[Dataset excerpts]
====

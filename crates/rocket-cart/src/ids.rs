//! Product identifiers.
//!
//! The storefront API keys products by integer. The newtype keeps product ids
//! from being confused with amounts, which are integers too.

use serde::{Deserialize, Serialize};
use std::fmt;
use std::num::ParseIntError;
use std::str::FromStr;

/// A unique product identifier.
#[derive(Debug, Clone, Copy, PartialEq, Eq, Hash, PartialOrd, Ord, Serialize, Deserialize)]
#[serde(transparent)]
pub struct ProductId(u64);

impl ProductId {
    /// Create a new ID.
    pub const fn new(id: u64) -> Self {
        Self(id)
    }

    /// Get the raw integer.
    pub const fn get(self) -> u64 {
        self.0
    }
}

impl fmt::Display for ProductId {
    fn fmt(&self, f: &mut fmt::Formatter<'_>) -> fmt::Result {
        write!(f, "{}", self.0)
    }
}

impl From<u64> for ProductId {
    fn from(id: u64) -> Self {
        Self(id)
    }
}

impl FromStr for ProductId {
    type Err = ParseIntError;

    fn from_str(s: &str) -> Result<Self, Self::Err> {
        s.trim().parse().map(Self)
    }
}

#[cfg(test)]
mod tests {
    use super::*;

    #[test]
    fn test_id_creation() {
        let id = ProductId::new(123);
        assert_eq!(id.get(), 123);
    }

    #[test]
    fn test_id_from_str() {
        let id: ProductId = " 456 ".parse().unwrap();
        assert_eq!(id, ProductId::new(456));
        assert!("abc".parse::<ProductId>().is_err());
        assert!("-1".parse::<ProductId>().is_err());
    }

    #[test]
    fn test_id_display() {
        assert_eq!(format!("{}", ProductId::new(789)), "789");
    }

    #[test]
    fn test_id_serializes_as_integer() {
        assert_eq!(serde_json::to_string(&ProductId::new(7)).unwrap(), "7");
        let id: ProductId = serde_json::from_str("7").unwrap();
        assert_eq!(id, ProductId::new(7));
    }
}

====

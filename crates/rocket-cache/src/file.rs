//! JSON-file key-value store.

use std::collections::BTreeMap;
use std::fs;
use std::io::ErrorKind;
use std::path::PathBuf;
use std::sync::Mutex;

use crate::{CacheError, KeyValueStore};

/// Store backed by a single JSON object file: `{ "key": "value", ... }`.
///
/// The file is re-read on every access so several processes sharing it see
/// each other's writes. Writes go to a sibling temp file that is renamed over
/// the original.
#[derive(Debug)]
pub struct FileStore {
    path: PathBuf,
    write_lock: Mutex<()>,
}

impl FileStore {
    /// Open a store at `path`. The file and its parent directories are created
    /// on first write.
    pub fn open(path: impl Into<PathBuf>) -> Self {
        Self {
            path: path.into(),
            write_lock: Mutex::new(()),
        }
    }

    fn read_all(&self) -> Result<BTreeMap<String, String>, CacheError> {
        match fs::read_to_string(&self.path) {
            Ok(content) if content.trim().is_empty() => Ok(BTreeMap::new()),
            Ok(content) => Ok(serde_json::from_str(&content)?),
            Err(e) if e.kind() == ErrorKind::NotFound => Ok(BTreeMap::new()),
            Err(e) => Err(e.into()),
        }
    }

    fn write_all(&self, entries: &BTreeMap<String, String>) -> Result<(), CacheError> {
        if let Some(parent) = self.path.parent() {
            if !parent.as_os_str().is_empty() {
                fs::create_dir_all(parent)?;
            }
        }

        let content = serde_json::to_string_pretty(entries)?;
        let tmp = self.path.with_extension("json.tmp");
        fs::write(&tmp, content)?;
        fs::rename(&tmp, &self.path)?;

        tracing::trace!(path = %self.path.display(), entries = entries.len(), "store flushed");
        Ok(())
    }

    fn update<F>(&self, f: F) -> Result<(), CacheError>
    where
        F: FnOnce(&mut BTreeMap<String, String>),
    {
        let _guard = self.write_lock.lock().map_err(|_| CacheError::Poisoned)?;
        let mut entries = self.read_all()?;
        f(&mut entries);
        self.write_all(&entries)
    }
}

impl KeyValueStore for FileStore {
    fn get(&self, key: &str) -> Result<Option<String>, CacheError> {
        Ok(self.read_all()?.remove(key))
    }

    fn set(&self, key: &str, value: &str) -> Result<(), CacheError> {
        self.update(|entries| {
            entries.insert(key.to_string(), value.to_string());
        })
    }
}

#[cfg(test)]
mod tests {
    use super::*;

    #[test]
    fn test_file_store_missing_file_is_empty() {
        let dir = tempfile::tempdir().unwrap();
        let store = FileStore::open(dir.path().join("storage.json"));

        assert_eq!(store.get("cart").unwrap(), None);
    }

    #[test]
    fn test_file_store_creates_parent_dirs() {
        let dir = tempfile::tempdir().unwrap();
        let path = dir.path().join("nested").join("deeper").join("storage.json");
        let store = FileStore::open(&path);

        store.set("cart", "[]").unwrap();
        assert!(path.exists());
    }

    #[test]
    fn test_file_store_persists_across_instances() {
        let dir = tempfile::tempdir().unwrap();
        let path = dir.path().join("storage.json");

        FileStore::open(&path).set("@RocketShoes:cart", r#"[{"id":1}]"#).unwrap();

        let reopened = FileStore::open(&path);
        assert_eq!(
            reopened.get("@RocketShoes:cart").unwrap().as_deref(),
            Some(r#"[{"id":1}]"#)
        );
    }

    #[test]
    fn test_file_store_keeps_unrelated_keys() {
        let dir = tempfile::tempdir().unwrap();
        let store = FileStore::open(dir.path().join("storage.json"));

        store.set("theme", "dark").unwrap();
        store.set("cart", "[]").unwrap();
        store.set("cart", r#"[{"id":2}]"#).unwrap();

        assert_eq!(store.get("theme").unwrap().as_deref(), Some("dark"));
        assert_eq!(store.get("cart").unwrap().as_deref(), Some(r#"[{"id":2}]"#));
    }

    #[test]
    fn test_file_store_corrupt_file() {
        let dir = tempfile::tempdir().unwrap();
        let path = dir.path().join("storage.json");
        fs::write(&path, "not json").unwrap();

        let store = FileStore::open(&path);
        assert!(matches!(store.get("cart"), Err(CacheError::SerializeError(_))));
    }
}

====

WHAT THE EXERCISE ASKS | Using the entries above, give back exactly the line containing "directories are created", the line containing "fn update<F>(&self, f: F)", and every line between them, and nothing else.

SOLUTION BELOW |
    /// Open a store at `path`. The file and its parent directories are created
    /// on first write.
    pub fn open(path: impl Into<PathBuf>) -> Self {
        Self {
            path: path.into(),
            write_lock: Mutex::new(()),
        }
    }

    fn read_all(&self) -> Result<BTreeMap<String, String>, CacheError> {
        match fs::read_to_string(&self.path) {
            Ok(content) if content.trim().is_empty() => Ok(BTreeMap::new()),
            Ok(content) => Ok(serde_json::from_str(&content)?),
            Err(e) if e.kind() == ErrorKind::NotFound => Ok(BTreeMap::new()),
            Err(e) => Err(e.into()),
        }
    }

    fn write_all(&self, entries: &BTreeMap<String, String>) -> Result<(), CacheError> {
        if let Some(parent) = self.path.parent() {
            if !parent.as_os_str().is_empty() {
                fs::create_dir_all(parent)?;
            }
        }

        let content = serde_json::to_string_pretty(entries)?;
        let tmp = self.path.with_extension("json.tmp");
        fs::write(&tmp, content)?;
        fs::rename(&tmp, &self.path)?;

        tracing::trace!(path = %self.path.display(), entries = entries.len(), "store flushed");
        Ok(())
    }

    fn update<F>(&self, f: F) -> Result<(), CacheError>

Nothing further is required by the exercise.